This battered harbour town on Sri Lanka’s southern tip, with its scrawny men selling even scrawnier fish, seems an unlikely focus for an emerging international competition over energy supply routes that fuel much of the global economy.
Just over the horizon runs one of the world’s great trade arteries, the shipping lanes where thousands of vessels carry oil from the Middle East and raw materials to Asia, returning with television sets, toys and sneakers for European consumers.
These tankers provide 80 per cent of China’s oil and 65 per cent of India’s. Japan, too, is almost totally dependent on energy supplies shipped through the Indian Ocean. Any disruption — from terrorism, piracy, natural disaster or war — could have devastating effects on these countries and, in an increasingly interdependent world, send ripples across the globe. For decades, the world relied on the powerful US Navy to protect this vital sea lane. But as India and China gain economic heft, they are moving to expand their control of the waterway, sparking a new — and potentially dangerous — rivalry between Asia’s emerging giants.
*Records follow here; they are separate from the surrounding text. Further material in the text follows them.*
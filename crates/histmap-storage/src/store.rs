//! Storage tree
//!
//! Every intermediate result lives in a file of its own under one root
//! directory:
//!
//! ```text
//! storage_list                      descriptor list
//! frames/raw/<year>.(tif|png)       raw maps
//! frames/segmented/<year>.tif       segmentation output
//! output/buildings/<id>             one empty marker per linked building
//! output/positions/<year>/<id>      primary position, then entries
//! output/reference/<id>             registry construction year
//! output/detect/<id>                detection history
//! output/deduce/<id>                deduced interval
//! output/overlay/<year>.png         tracking overlay
//! output/stages/<year>/stageN.png   segmentation stage dumps
//! ```

use crate::descriptor::{RasterDescriptor, format_descriptors, parse_descriptors};
use crate::error::{StorageError, StorageResult};
use crate::link::{LinkedBuilding, parse_positions};
use histmap_core::{
    DEFAULT_CUTOFF, DeductionResult, DetectionRecord, Mask, PixelPos, Raster, parse_history,
};
use histmap_io::RasterFormat;
use std::fs::{self, OpenOptions};
use std::io::{self, Write};
use std::path::{Path, PathBuf};

const DESCRIPTOR_FILE: &str = "storage_list";
const RAW_EXTENSIONS: [&str; 3] = ["tif", "tiff", "png"];

/// Read a text file, `None` if it does not exist.
fn read_optional(path: &Path) -> StorageResult<Option<String>> {
    match fs::read_to_string(path) {
        Ok(text) => Ok(Some(text)),
        Err(e) if e.kind() == io::ErrorKind::NotFound => Ok(None),
        Err(e) => Err(e.into()),
    }
}

/// Whether `dir` exists and holds at least one entry.
fn is_populated(dir: &Path) -> StorageResult<bool> {
    match fs::read_dir(dir) {
        Ok(mut entries) => Ok(entries.next().is_some()),
        Err(e) if e.kind() == io::ErrorKind::NotFound => Ok(false),
        Err(e) => Err(e.into()),
    }
}

/// Whether `id` can name a file inside the tree.
fn is_plain_name(id: &str) -> bool {
    !id.is_empty() && id != "." && id != ".." && !id.contains(['/', '\\'])
}

/// File-per-entity storage rooted at one directory
#[derive(Debug, Clone)]
pub struct Storage {
    root: PathBuf,
}

impl Storage {
    /// Create the directory skeleton under `root` (idempotent).
    pub fn create<P: AsRef<Path>>(root: P) -> StorageResult<Self> {
        let storage = Self {
            root: root.as_ref().to_path_buf(),
        };
        for dir in [
            storage.root.join("frames/raw"),
            storage.root.join("frames/segmented"),
            storage.output("buildings"),
            storage.output("positions"),
            storage.output("reference"),
        ] {
            fs::create_dir_all(dir)?;
        }
        Ok(storage)
    }

    /// Open an existing tree.
    ///
    /// # Errors
    ///
    /// Returns an I/O `NotFound` error if `root` is not a directory.
    pub fn open<P: AsRef<Path>>(root: P) -> StorageResult<Self> {
        let root = root.as_ref().to_path_buf();
        if !root.is_dir() {
            return Err(io::Error::new(
                io::ErrorKind::NotFound,
                format!("storage root {} is not a directory", root.display()),
            )
            .into());
        }
        Ok(Self { root })
    }

    pub fn root(&self) -> &Path {
        &self.root
    }

    fn output(&self, sub: &str) -> PathBuf {
        self.root.join("output").join(sub)
    }

    // --- Paths

    pub fn descriptor_path(&self) -> PathBuf {
        self.root.join(DESCRIPTOR_FILE)
    }

    /// Raw map of `year`, whichever supported extension exists.
    pub fn raw_frame_path(&self, year: i32) -> Option<PathBuf> {
        RAW_EXTENSIONS
            .iter()
            .map(|ext| self.root.join("frames/raw").join(format!("{year}.{ext}")))
            .find(|p| p.is_file())
    }

    pub fn segmented_frame_path(&self, year: i32) -> PathBuf {
        self.root
            .join("frames/segmented")
            .join(format!("{year}.{}", RasterFormat::Tiff.extension()))
    }

    pub fn positions_path(&self, year: i32, id: &str) -> PathBuf {
        self.output("positions").join(year.to_string()).join(id)
    }

    pub fn detect_dir(&self) -> PathBuf {
        self.output("detect")
    }

    pub fn deduce_dir(&self) -> PathBuf {
        self.output("deduce")
    }

    pub fn overlay_path(&self, year: i32) -> PathBuf {
        self.output("overlay").join(format!("{year}.png"))
    }

    pub fn stage_path(&self, year: i32, index: usize) -> PathBuf {
        self.output("stages")
            .join(year.to_string())
            .join(format!("stage{index}.png"))
    }

    // --- Descriptors

    pub fn read_descriptors(&self) -> StorageResult<Vec<RasterDescriptor>> {
        parse_descriptors(&fs::read_to_string(self.descriptor_path())?)
    }

    pub fn write_descriptors(&self, list: &[RasterDescriptor]) -> StorageResult<()> {
        fs::write(self.descriptor_path(), format_descriptors(list))?;
        Ok(())
    }

    // --- Linked buildings

    /// Write markers, per-year positions, and reference years.
    ///
    /// Identifiers that cannot name a file are skipped with a warning.
    /// Returns the number of buildings written.
    pub fn write_links(&self, links: &[LinkedBuilding]) -> StorageResult<usize> {
        let mut written = 0;
        for building in links {
            if !is_plain_name(&building.id) {
                tracing::warn!(id = %building.id, "identifier unusable as file name, skipped");
                continue;
            }
            fs::write(self.output("buildings").join(&building.id), b"")?;
            for year in &building.positions {
                let path = self.positions_path(year.year, &building.id);
                if let Some(dir) = path.parent() {
                    fs::create_dir_all(dir)?;
                }
                let mut text = format!("{}\n", year.primary);
                for entry in &year.entries {
                    text.push_str(&format!("{entry}\n"));
                }
                fs::write(path, text)?;
            }
            if let Some(reference) = building.reference_year {
                fs::write(
                    self.output("reference").join(&building.id),
                    format!("{reference}\n"),
                )?;
            }
            written += 1;
        }
        Ok(written)
    }

    /// Identifiers of every linked building, sorted.
    pub fn building_ids(&self) -> StorageResult<Vec<String>> {
        let mut ids = Vec::new();
        for entry in fs::read_dir(self.output("buildings"))? {
            let entry = entry?;
            if !entry.file_type()?.is_file() {
                continue;
            }
            match entry.file_name().into_string() {
                Ok(id) => ids.push(id),
                Err(name) => {
                    tracing::warn!(?name, "building marker name is not UTF-8, skipped");
                }
            }
        }
        ids.sort();
        Ok(ids)
    }

    /// Integer pixel positions of a building on `year`, primary first.
    ///
    /// # Errors
    ///
    /// [`StorageError::MissingPosition`] if no position file exists or it
    /// is empty.
    pub fn read_positions(&self, year: i32, id: &str) -> StorageResult<Vec<PixelPos>> {
        let path = self.positions_path(year, id);
        let missing = || StorageError::MissingPosition {
            id: id.to_string(),
            year,
        };
        let text = read_optional(&path)?.ok_or_else(missing)?;
        let positions = parse_positions(&path, &text)?;
        if positions.is_empty() {
            return Err(missing());
        }
        Ok(positions)
    }

    /// Registry construction year of a building, if recorded.
    pub fn read_reference(&self, id: &str) -> StorageResult<Option<i32>> {
        let path = self.output("reference").join(id);
        let Some(text) = read_optional(&path)? else {
            return Ok(None);
        };
        let token = text.trim();
        token
            .parse()
            .map(Some)
            .map_err(|_| StorageError::PositionFormat {
                path,
                reason: format!("invalid year '{token}'"),
            })
    }

    // --- Frames

    pub fn read_raw_frame(&self, year: i32) -> StorageResult<Raster> {
        let path = self
            .raw_frame_path(year)
            .ok_or(StorageError::MissingFrame { kind: "raw", year })?;
        Ok(histmap_io::read_raster(path)?)
    }

    /// Store a segmented mask, rendered black on white.
    pub fn write_segmented(&self, year: i32, mask: &Mask) -> StorageResult<()> {
        let path = self.segmented_frame_path(year);
        if let Some(dir) = path.parent() {
            fs::create_dir_all(dir)?;
        }
        histmap_io::write_raster(&mask.to_raster(), path, RasterFormat::Tiff)?;
        Ok(())
    }

    /// Load a segmented mask in file orientation.
    pub fn read_segmented(&self, year: i32) -> StorageResult<Mask> {
        let path = self.segmented_frame_path(year);
        if !path.is_file() {
            return Err(StorageError::MissingFrame {
                kind: "segmented",
                year,
            });
        }
        let raster = histmap_io::read_gray(path)?;
        Ok(Mask::from_raster(&raster, DEFAULT_CUTOFF))
    }

    pub fn write_overlay(&self, year: i32, overlay: &Raster) -> StorageResult<()> {
        self.write_png(&self.overlay_path(year), overlay)
    }

    pub fn write_stage(&self, year: i32, index: usize, raster: &Raster) -> StorageResult<()> {
        self.write_png(&self.stage_path(year, index), raster)
    }

    fn write_png(&self, path: &Path, raster: &Raster) -> StorageResult<()> {
        if let Some(dir) = path.parent() {
            fs::create_dir_all(dir)?;
        }
        histmap_io::write_raster(raster, path, RasterFormat::Png)?;
        Ok(())
    }

    // --- Detection histories

    /// Make the detect directory ready for a new pass.
    ///
    /// # Errors
    ///
    /// [`StorageError::AlreadyProcessed`] if it already holds histories
    /// and `reset` is false. With `reset`, previous histories and
    /// overlays are removed first.
    pub fn prepare_detection(&self, reset: bool) -> StorageResult<()> {
        self.prepare_output(&self.detect_dir(), reset)?;
        if reset {
            let overlays = self.output("overlay");
            if overlays.is_dir() {
                fs::remove_dir_all(&overlays)?;
            }
        }
        Ok(())
    }

    /// Append records to a building's history.
    ///
    /// Earlier lines are never rewritten.
    pub fn append_history(&self, id: &str, records: &[DetectionRecord]) -> StorageResult<()> {
        let dir = self.detect_dir();
        fs::create_dir_all(&dir)?;
        let mut file = OpenOptions::new()
            .create(true)
            .append(true)
            .open(dir.join(id))?;
        let mut text = String::new();
        for record in records {
            text.push_str(&format!("{record}\n"));
        }
        file.write_all(text.as_bytes())?;
        Ok(())
    }

    /// A building's history in append order; empty if none was written.
    pub fn read_history(&self, id: &str) -> StorageResult<Vec<DetectionRecord>> {
        match read_optional(&self.detect_dir().join(id))? {
            Some(text) => Ok(parse_history(&text)?),
            None => Ok(Vec::new()),
        }
    }

    // --- Deduction results

    /// Make the deduce directory ready for a new pass, as
    /// [`prepare_detection`](Self::prepare_detection) does.
    pub fn prepare_deduction(&self, reset: bool) -> StorageResult<()> {
        self.prepare_output(&self.deduce_dir(), reset)
    }

    pub fn write_deduction(&self, id: &str, result: &DeductionResult) -> StorageResult<()> {
        let dir = self.deduce_dir();
        fs::create_dir_all(&dir)?;
        fs::write(dir.join(id), format!("{result}\n"))?;
        Ok(())
    }

    pub fn read_deduction(&self, id: &str) -> StorageResult<Option<DeductionResult>> {
        match read_optional(&self.deduce_dir().join(id))? {
            Some(text) => Ok(Some(text.trim().parse()?)),
            None => Ok(None),
        }
    }

    fn prepare_output(&self, dir: &Path, reset: bool) -> StorageResult<()> {
        if is_populated(dir)? {
            if !reset {
                return Err(StorageError::AlreadyProcessed(dir.to_path_buf()));
            }
            fs::remove_dir_all(dir)?;
        }
        fs::create_dir_all(dir)?;
        Ok(())
    }
}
China has given massive aid to Indian Ocean nations, signing friendship pacts, building ports in Pakistan and Bangladesh as well as Sri Lanka, and reportedly setting up a listening post on one of Myanmar’s islands near the strategic Strait of Malacca. Now, India is trying to parry China’s moves. It beat out China for a port project in Myanmar. And, flush with cash from its expanding economy, India is beefing up its military, with the expansion seemingly aimed at China. Washington and, to a lesser extent, Tokyo are encouraging India's role as a counterweight to growing Chinese power.